### Task to complete
Count the lines of the data below that include the string "losses", and provide nothing but the result.

[Stored data]
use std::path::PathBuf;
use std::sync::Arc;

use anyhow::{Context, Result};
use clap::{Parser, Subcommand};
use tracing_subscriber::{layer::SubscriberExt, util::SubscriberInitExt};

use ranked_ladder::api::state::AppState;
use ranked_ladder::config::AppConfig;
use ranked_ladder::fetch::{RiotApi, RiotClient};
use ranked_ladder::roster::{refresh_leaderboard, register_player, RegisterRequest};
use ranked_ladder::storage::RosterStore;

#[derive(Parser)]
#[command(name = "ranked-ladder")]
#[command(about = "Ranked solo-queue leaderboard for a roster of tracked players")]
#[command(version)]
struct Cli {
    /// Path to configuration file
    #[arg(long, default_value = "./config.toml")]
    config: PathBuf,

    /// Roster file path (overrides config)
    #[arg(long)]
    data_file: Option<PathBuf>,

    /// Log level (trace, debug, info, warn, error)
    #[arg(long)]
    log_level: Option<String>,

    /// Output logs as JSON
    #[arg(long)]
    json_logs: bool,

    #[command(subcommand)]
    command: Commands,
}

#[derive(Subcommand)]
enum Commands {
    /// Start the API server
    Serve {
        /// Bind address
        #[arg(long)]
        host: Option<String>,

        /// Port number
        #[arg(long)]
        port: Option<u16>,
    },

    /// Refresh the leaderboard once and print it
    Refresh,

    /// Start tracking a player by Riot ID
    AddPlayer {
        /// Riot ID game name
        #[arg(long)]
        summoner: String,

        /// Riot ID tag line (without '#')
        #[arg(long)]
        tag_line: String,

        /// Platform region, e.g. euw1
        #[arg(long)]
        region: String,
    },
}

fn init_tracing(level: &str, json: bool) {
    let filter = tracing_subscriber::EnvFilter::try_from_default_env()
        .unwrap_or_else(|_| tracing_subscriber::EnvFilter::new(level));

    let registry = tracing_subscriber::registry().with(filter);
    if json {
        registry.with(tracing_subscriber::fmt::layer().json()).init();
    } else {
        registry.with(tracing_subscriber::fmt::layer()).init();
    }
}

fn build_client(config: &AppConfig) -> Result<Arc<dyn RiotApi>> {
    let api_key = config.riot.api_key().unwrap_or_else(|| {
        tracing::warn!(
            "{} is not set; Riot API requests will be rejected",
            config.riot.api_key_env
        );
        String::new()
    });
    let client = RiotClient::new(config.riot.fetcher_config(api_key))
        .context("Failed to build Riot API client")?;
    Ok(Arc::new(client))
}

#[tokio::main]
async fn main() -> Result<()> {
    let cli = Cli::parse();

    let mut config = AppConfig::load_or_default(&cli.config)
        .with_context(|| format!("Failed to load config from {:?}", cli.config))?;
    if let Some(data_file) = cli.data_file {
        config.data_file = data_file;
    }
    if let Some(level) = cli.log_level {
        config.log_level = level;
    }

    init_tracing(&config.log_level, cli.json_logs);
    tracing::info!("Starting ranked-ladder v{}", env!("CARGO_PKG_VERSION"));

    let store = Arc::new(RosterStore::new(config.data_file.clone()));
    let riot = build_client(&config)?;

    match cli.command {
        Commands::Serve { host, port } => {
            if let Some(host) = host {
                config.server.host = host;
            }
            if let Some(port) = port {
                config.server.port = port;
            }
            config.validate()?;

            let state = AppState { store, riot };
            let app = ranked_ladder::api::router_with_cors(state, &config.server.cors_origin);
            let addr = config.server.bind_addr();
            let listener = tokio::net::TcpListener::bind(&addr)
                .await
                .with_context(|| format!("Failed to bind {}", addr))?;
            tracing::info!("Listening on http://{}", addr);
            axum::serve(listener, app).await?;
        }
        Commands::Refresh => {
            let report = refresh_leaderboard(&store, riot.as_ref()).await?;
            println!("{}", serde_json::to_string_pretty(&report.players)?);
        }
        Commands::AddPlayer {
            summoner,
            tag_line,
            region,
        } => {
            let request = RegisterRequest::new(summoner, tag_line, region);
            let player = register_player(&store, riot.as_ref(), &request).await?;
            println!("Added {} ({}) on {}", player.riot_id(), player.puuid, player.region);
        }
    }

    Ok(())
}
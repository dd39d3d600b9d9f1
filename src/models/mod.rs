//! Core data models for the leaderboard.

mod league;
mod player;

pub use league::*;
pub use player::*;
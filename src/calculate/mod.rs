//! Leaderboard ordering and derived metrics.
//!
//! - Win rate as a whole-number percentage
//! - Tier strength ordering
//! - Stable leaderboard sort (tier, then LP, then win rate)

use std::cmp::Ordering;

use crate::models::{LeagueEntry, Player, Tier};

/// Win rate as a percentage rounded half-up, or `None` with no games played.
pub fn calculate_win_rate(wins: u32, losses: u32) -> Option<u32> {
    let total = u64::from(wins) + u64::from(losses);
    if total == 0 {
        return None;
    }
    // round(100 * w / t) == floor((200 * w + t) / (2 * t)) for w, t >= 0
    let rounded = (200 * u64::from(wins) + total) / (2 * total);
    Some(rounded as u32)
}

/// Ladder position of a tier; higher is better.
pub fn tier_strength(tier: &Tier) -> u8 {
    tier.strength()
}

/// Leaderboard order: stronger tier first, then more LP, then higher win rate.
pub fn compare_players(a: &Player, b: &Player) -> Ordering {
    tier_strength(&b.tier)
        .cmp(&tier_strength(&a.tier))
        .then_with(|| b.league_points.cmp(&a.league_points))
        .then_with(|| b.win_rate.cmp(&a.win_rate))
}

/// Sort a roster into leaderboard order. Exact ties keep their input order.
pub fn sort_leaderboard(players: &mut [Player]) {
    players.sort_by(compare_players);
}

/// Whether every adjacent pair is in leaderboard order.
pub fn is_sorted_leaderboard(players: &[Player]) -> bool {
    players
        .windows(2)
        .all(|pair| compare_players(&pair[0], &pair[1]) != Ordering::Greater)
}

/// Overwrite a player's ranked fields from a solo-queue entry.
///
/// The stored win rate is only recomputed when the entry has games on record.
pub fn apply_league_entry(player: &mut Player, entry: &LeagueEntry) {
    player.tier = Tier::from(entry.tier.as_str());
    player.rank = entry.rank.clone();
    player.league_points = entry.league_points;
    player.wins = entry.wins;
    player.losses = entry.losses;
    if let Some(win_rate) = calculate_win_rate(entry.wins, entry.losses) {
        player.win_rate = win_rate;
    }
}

...

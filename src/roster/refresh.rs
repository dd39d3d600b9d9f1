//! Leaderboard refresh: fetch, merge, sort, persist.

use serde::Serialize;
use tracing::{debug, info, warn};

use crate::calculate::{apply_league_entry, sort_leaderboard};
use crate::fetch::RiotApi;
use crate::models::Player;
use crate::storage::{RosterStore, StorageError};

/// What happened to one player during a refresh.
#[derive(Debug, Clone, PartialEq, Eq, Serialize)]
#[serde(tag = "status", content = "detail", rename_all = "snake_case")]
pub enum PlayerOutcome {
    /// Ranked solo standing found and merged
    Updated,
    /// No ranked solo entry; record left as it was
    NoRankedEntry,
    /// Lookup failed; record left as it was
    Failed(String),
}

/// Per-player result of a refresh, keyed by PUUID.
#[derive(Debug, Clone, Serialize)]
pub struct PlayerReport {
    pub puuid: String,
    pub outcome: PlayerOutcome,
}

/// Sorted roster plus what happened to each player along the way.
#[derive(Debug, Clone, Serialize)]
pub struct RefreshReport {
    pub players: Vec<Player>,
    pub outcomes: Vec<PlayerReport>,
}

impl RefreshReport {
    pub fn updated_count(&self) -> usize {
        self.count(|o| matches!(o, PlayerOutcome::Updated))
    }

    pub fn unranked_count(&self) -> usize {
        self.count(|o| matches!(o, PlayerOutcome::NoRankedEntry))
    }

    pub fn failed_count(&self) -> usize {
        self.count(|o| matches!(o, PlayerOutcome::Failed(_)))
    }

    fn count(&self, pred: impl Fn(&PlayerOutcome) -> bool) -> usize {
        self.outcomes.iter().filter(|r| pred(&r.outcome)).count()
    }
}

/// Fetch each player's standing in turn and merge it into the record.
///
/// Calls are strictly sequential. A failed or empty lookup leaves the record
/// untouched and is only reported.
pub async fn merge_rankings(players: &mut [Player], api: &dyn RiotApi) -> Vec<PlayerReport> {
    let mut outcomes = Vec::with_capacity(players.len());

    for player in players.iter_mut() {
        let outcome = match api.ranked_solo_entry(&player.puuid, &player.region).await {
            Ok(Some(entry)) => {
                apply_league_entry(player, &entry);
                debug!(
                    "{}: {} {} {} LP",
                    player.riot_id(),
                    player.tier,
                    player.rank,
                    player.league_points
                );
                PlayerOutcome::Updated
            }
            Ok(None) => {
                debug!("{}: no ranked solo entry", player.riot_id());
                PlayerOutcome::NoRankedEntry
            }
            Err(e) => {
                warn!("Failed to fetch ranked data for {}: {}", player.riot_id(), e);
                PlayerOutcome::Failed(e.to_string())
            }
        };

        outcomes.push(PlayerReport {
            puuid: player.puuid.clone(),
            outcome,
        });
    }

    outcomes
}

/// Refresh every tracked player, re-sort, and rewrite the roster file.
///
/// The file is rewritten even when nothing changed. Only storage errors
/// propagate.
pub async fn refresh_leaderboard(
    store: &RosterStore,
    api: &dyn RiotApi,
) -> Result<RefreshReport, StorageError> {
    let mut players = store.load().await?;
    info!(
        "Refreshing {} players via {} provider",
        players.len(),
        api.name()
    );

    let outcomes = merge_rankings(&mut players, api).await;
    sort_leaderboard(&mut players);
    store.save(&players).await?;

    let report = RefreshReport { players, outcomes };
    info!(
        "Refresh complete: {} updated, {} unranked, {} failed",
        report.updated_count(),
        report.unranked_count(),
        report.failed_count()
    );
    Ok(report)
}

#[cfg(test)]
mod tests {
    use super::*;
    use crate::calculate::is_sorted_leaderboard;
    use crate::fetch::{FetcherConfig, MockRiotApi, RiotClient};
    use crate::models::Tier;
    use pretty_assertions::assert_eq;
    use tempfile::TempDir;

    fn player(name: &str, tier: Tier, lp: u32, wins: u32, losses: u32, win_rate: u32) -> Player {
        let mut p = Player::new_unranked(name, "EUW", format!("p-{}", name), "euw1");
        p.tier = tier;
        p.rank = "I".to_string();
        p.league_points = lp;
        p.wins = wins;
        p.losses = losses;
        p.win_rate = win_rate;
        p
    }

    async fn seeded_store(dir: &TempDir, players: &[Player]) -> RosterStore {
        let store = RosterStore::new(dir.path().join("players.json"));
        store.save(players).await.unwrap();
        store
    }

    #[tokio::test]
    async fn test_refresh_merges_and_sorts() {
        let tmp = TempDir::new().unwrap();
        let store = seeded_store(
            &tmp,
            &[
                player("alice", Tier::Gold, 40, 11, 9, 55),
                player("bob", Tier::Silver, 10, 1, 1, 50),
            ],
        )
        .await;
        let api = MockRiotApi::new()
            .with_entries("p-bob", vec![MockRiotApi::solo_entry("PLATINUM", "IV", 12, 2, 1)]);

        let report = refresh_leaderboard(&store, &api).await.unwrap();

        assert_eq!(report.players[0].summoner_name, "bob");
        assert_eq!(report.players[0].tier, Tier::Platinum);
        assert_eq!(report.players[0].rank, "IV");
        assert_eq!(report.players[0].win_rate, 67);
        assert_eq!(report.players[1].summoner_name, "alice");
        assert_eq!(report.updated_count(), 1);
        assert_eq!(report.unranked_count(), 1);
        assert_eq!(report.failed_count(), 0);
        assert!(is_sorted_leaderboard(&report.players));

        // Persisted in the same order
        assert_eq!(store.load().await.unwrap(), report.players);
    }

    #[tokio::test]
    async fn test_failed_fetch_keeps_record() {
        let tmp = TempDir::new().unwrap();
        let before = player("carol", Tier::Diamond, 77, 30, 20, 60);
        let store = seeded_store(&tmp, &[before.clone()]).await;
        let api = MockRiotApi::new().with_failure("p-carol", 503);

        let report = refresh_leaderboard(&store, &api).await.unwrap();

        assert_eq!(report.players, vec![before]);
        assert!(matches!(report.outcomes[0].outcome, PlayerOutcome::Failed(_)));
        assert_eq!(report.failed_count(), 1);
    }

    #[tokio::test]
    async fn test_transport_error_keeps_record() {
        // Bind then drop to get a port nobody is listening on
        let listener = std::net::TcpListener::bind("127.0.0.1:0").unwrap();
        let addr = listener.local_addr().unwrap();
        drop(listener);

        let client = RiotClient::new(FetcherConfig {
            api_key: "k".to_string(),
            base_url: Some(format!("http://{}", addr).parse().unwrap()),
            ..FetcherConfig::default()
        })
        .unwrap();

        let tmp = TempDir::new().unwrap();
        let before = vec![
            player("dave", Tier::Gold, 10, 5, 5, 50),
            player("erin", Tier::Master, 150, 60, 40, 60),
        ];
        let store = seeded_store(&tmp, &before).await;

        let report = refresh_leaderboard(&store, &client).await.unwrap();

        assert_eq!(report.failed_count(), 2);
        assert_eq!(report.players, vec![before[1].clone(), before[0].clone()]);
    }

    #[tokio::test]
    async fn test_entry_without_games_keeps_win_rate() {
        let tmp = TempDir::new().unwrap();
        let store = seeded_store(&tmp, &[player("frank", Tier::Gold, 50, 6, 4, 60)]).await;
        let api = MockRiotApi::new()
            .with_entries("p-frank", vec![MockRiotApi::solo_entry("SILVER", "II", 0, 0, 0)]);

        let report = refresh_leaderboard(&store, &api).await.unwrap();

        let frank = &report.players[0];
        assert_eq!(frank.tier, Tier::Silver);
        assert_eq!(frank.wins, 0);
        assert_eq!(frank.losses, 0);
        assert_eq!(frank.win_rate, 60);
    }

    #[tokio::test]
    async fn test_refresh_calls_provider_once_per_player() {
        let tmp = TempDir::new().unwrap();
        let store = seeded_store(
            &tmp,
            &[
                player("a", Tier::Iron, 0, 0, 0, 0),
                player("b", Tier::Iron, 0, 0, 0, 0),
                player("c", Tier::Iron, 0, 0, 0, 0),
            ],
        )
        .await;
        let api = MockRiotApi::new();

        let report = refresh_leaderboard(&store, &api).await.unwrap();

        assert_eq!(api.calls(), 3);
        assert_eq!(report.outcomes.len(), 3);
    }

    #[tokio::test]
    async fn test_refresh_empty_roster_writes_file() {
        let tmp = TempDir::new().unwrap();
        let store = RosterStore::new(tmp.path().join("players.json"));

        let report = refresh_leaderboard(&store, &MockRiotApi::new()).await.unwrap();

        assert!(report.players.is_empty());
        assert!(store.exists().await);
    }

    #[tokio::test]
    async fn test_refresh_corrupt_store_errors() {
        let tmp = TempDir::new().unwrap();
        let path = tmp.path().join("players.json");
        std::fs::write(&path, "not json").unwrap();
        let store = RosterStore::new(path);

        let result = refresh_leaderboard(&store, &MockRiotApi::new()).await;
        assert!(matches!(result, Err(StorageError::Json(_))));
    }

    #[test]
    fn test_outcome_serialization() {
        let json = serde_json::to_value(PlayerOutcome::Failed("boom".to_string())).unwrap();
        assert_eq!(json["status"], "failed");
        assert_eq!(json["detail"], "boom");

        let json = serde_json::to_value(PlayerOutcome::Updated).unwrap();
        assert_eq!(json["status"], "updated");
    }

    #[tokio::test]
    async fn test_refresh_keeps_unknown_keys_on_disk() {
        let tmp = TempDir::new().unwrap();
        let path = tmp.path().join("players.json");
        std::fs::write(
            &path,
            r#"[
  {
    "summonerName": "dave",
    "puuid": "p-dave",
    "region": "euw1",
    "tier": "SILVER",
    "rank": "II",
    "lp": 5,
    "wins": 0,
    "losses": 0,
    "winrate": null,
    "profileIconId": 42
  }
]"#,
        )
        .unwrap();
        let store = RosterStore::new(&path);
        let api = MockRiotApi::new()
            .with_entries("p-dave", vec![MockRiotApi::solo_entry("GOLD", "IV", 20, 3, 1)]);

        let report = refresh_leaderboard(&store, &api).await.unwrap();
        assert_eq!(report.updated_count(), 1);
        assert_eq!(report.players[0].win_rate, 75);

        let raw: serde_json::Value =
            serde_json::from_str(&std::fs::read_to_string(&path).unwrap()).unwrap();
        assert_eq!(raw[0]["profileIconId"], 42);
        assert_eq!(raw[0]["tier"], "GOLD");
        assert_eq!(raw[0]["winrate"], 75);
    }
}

### Output below
8